How to estimate batch normalization parameters for a separate test set or for the recently published breakthrough suggesting weight averaging leads to wider optima?


for models using batch normalization, most example code takes the mean and variance estimated during training for the evaluation of the model.

However, suppose now we have a different test set with different statistics than the training set. Or assume one wants to implement something as in the paper Averaging Weights Leads to Wider Optima and Better Generalization (see chapter 3.3). There, we need to estimate the mean and variance again by passing every sample from our dataset though the model once.

My question is if there is already a build-in functionality for this. And if not, maybe we can start a discussion how this could be achieved.

The most “primitive” idea would be to first reset all bn related parameters, freeze the neural network weights except bn parameters, then do one “training” epoch. The question now is if this has to be implemented all from scratch or if there is build-in functionality that can help with this goal. One person suggested that require_grad=False set for some variables (the input?) could be a promising start.

Question: Is the running mean and variance updated in the forward or backward pass?

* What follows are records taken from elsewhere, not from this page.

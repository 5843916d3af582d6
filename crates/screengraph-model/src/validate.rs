use crate::graph::{GraphError, ScreenGraph};

/// Check a graph eagerly for problems the navigator would otherwise only
/// hit at traversal time.
pub fn validate_graph(graph: &ScreenGraph) -> Result<(), Vec<GraphError>> {
    let mut errors = Vec::new();
    validate_initial_scene(graph, &mut errors);
    validate_edge_targets(graph, &mut errors);
    if errors.is_empty() {
        Ok(())
    } else {
        Err(errors)
    }
}

fn validate_initial_scene(graph: &ScreenGraph, errors: &mut Vec<GraphError>) {
    match graph.initial_scene() {
        None => errors.push(GraphError::MissingInitialScene),
        Some(id) if !graph.contains(id) => errors.push(GraphError::UnknownInitialScene {
            scene: id.to_string(),
        }),
        Some(_) => {}
    }
}

/// Check that every edge leads to a registered scene.
fn validate_edge_targets(graph: &ScreenGraph, errors: &mut Vec<GraphError>) {
    for scene in graph.scenes() {
        for edge in &scene.edges {
            if !graph.contains(&edge.to) {
                errors.push(GraphError::DanglingEdge {
                    from: edge.from.clone(),
                    to: edge.to.clone(),
                });
            }
        }
    }
}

Because if it’s updated in the forward pass, the algorithm becomes much simpler, even trivial. Then, we only have to iterate over the data and do a forward pass for each sample while in train mode. No need to do complicated stuff for freezing weights then.

Does anyone know this? It’s not obvious from the code since everything is hidden inside widespread C functions.

There are buffers capturing the mean and variance. If you know what the right values are, you could use .copy_ on the buffers to overwrite the training-estimated ones.
I think they are updated in the forward (they are buffers, not parameters, ha), but I recommend not to take my word for it but to check yourself.

Best regards


I see.

I think I can answer at least this question now once and for all for the community: Yes, parameters are updated in the forward pass. Even if requires_grad=False or volatile=True (which is a good thing since you can save memory then).

Here is the proof:

>>> net = nn.Sequential()
>>> net.add_module("conv",nn.Conv1d(1,1,1))
>>> net.add_module("bn",nn.BatchNorm1d(1))
>>> net[1].running_mean
>>> net(Variable(torch.ones(1,1,1)),volatile=True)
>>> net[1].running_mean

However, I still wonder if this is the correct way. As far as I can see, BN uses a fixed momentum, thus it is not invariant to the order of the sequence.
But I think for most datasets and if you use proper randomization, this should be a good enough approximation.

I think if you wanted to do this properly, you’d really have to calculate the layer-wise statistics by yourself using a fair average over your dataset and then set the buffers manually, which involves a lot of coding. For this, a build-in functionality would be really great (like fit_batchnorm_params_to_dataset or similar)

Interestingly, this approach fails spectacularly.

Here is my code where I want to adapt the batch norm statistics to my new test set:

    for module in my_model.modules():
      if type(module) == nn.BatchNorm2d:
    for it, images in enumerate(test_set_loader):
      images = Variable(images.cuda(gpu_id), volatile=True)

The result is a dramatic drop in accuracy to almost random guessing. It’s a semantic segmentation task. In contrast, when I use the batch norm statistics estimated for (and during) training, the results are much better.

Where is my logic error? Or is this exactly the effect I was worried about that a running average with momentum is not equal to a true average?

Hi, @mario98 , have you solved this problem. I also want to use the mean and sigma of BN layers estimated from target domain , not in source domain. Which is actually the AdaBN. But I don’t known how can I complete simply?
Does it work now?

Is there any new update for this question. I am also want to keep two running_mean, and variance. One set is for source domain, other one is target domain. however pytorch can only keep one running_mean, and variance for both source and target domain.

@guyue_hu @Lan1991Xu Have you finished this problem?